Disclaimer: there are many types of Heaps out there with endless implementations. So here we focus on Binary Heap

Note: Binary search tree is when each node has a maximum of two children nodes Binary Heaps is a specific type of Tree.

**2 types of Binary Heap**

1: Binary Max- Heap(we will use for our example).

2: Binary Min- Heaps (simply reverse the rule from the Max-Heap).

**Binary Max Heap rules**

1: Each node value must be greater than both its descendants.

2: The tree must be complete.

Meaning no nodes are missing on that tree.

**Heap Properties.**

By nature, Heaps are loosely ordered compared to binary search trees. However, the root node is always the greatest value (referring to max Heap). This is why it is a good tool for PQ implementation because we want access to the greatest priority located at the root node. Words: Last Node. ( the Rightmost node in its bottom level.)

**Heap Insertion**

Inserting into a heap data structure could be interesting as each process influences the other.

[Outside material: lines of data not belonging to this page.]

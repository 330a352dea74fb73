//! Plain-text rendering of models and reports.

use std::fmt::Write;

use metronome::{CommandErrors, DeviceDirectory, DeviceId, DomainMapping};

fn name_of(directory: &dyn DeviceDirectory, device: DeviceId) -> String {
    directory
        .device(device)
        .map(|d| d.name.clone())
        .unwrap_or_else(|| "(offline)".to_string())
}

/// One line per device: id, name, master, resolution error.
pub fn masters(model: &DomainMapping, directory: &dyn DeviceDirectory) -> String {
    let mut out = String::new();
    let _ = writeln!(out, "{:<20} {:<20} {:<20} {}", "DEVICE", "NAME", "MASTER", "ERROR");
    for device in model.devices() {
        let master = model
            .primary_master(device)
            .map(|m| m.to_string())
            .unwrap_or_else(|| "-".to_string());
        let error = model
            .error_of(device)
            .map(|e| e.to_string())
            .unwrap_or_else(|| "-".to_string());
        let _ = writeln!(out, "{:<20} {:<20} {:<20} {}", device, name_of(directory, device), master, error);
    }
    out
}

/// Domains with their members, then devices without a domain.
pub fn model(model: &DomainMapping, directory: &dyn DeviceDirectory) -> String {
    let mut out = String::new();
    for domain in model.domains() {
        let rate = domain
            .sampling_rate
            .map(|r| r.to_string())
            .unwrap_or_else(|| "indeterminate".to_string());
        let _ = writeln!(
            out,
            "domain {} master {} ({}) @ {}",
            domain.index,
            domain.master,
            name_of(directory, domain.master),
            rate
        );
        for member in model.members_of(domain.index) {
            let secondary = model.domains_of(member).get(1) == Some(&domain.index);
            let _ = writeln!(
                out,
                "  {} {}{}",
                member,
                name_of(directory, member),
                if secondary { " (cascaded)" } else { "" }
            );
        }
    }

    let unassigned: Vec<DeviceId> = model.devices().filter(|d| model.domains_of(*d).is_empty()).collect();
    if !unassigned.is_empty() {
        let _ = writeln!(out, "unassigned");
        for device in unassigned {
            match model.error_of(device) {
                Some(error) => {
                    let _ = writeln!(out, "  {} {}: {}", device, name_of(directory, device), error);
                }
                None => {
                    let _ = writeln!(out, "  {} {}", device, name_of(directory, device));
                }
            }
        }
    }
    out
}

pub fn errors(errors: &CommandErrors, directory: &dyn DeviceDirectory) -> String {
    let mut out = String::new();
    for (device, info) in errors.iter() {
        let _ = writeln!(out, "{} {}: {}", device, name_of(directory, device), info);
    }
    out
}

So here is the process of execution.

- Create a node containing a new value & insert it at the next available rightmost spot in the bottom level.
- Compare new Node with it’s parent node
- If the new node is greater than the parent node, swap the new node with the parent node.
- Repeat step 3, Thus, moving the new Node up through the heap, till it has a parent whose value is greater than it. (Moving the Node up the Heap is called TRICKLING the node up through the heap.)

Note: the reverse of this applies to Min Heaps. (Google “min heap insertion process. ”)

Keep in mind that we still need to resolve the last node here.

**Heap Deletion**

**Rule**: only deletes the root node

** Steps:**

- Move the last node to where the root node was, thus removing the original root node.
- Tricklet root node down into its proper place.

**What is Trickling down a Node?**

While it may sound like an easy process, tricking down actually is not a quick task as there are processes involved.

**Steps**:

- Check both children of the Trickle node and see which one is larger.
- If the Trickle node is smaller than the larger of the two child nodes, swap trickle node with Larger child. repeat Steps 1 and 2 until the trickle node has no children who are greater than it.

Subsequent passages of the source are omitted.